> [Exercise brief]:
Scan the records below, and wherever a line has the word "HttpRequest", pull it out.

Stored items
##############################

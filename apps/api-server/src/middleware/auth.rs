//! Authentication extractor - runs the authorization gate per request.

use actix_web::{FromRequest, HttpRequest, dev::Payload, http::header};
use std::future::{Ready, ready};

use mediadesk_core::error::AuthError;

use crate::state::AppState;

/// Authorized caller identity extractor.
///
/// Use this in handlers to require an allow-listed identity:
/// ```ignore
/// async fn protected_route(identity: Identity) -> impl Responder {
///     format!("Hello, {}!", identity.email)
/// }
/// ```
#[derive(Debug, Clone)]
pub struct Identity {
    pub email: String,
}

/// Error type for authentication failures.
#[derive(Debug)]
pub struct AuthenticationError(pub AuthError);

impl std::fmt::Display for AuthenticationError {
    fn fmt(&self, f: &mut std::fmt::Formatter<'_>) -> std::fmt::Result {
        write!(f, "{}", self.0)
    }
}

impl actix_web::ResponseError for AuthenticationError {
    fn status_code(&self) -> actix_web::http::StatusCode {
        match &self.0 {
            AuthError::MissingToken => actix_web::http::StatusCode::UNAUTHORIZED,
            AuthError::InvalidToken(_) => actix_web::http::StatusCode::UNAUTHORIZED,
            AuthError::NotAllowed => actix_web::http::StatusCode::FORBIDDEN,
        }
    }

    fn error_response(&self) -> actix_web::HttpResponse {
        use mediadesk_shared::ErrorResponse;

        // No detail on *why* beyond unauthorized/forbidden.
        let error = match &self.0 {
            AuthError::MissingToken => ErrorResponse::unauthorized()
                .with_detail("Please provide a valid Bearer token in the Authorization header."),
            AuthError::InvalidToken(_) => ErrorResponse::unauthorized(),
            AuthError::NotAllowed => ErrorResponse::forbidden(),
        };

        actix_web::HttpResponse::build(self.status_code()).json(error)
    }
}

impl FromRequest for Identity {
    type Error = AuthenticationError;
    type Future = Ready<Result<Self, Self::Error>>;

    fn from_request(req: &HttpRequest, _payload: &mut Payload) -> Self::Future {
        let state = match req.app_data::<actix_web::web::Data<AppState>>() {
            Some(state) => state,
            None => {
                tracing::error!("AppState not found in app data");
                return ready(Err(AuthenticationError(AuthError::InvalidToken(
                    "Server configuration error".to_string(),
                ))));
            }
        };

        let header = req
            .headers()
            .get(header::AUTHORIZATION)
            .and_then(|value| value.to_str().ok());

        match state.gate.authorize_header(header) {
            Ok(email) => ready(Ok(Identity { email })),
            Err(e) => ready(Err(AuthenticationError(e))),
        }
    }
}

/// Optional identity extractor - doesn't fail if not authenticated.
pub struct OptionalIdentity(pub Option<Identity>);

impl FromRequest for OptionalIdentity {
    type Error = actix_web::Error;
    type Future = Ready<Result<Self, Self::Error>>;

    fn from_request(req: &HttpRequest, payload: &mut Payload) -> Self::Future {
        match Identity::from_request(req, payload).into_inner() {
            Ok(identity) => ready(Ok(OptionalIdentity(Some(identity)))),
            Err(_) => ready(Ok(OptionalIdentity(None))),
        }
    }
}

##############################

> [Output below]:
use actix_web::{FromRequest, HttpRequest, dev::Payload, http::header};
    fn from_request(req: &HttpRequest, _payload: &mut Payload) -> Self::Future {
    fn from_request(req: &HttpRequest, payload: &mut Payload) -> Self::Future {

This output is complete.